The task
Count up every line of the data in which "LobbyError" occurs. The reply is one number and nothing more.

#####

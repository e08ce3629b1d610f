//! Error types for presence tracking.
//!
//! None of these ever reach the end user: the session logs them and
//! carries on with a roster that may be briefly stale until the next
//! snapshot.

/// Errors that can occur while talking to the presence service.
#[derive(Debug, thiserror::Error)]
pub enum LobbyError {
    /// Subscribe, unsubscribe, here-now, or leave call failed.
    #[error("transport error: {0}")]
    Transport(String),

    /// A bounded operation did not finish in time.
    #[error("{operation} timed out after {timeout_ms}ms")]
    Timeout {
        /// The operation that timed out.
        operation: &'static str,
        /// The bound that was exceeded.
        timeout_ms: u64,
    },

    /// Configuration is invalid.
    #[error("config error: {0}")]
    Config(String),

    /// Serialization or deserialization failure.
    #[error("serde error: {0}")]
    Serde(#[from] serde_json::Error),
}

/// Whole milliseconds in `duration`, saturating, for log fields and
/// [`LobbyError::Timeout`].
pub(crate) fn millis(duration: std::time::Duration) -> u64 {
    u64::try_from(duration.as_millis()).unwrap_or(u64::MAX)
}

#####

Solution to this task
2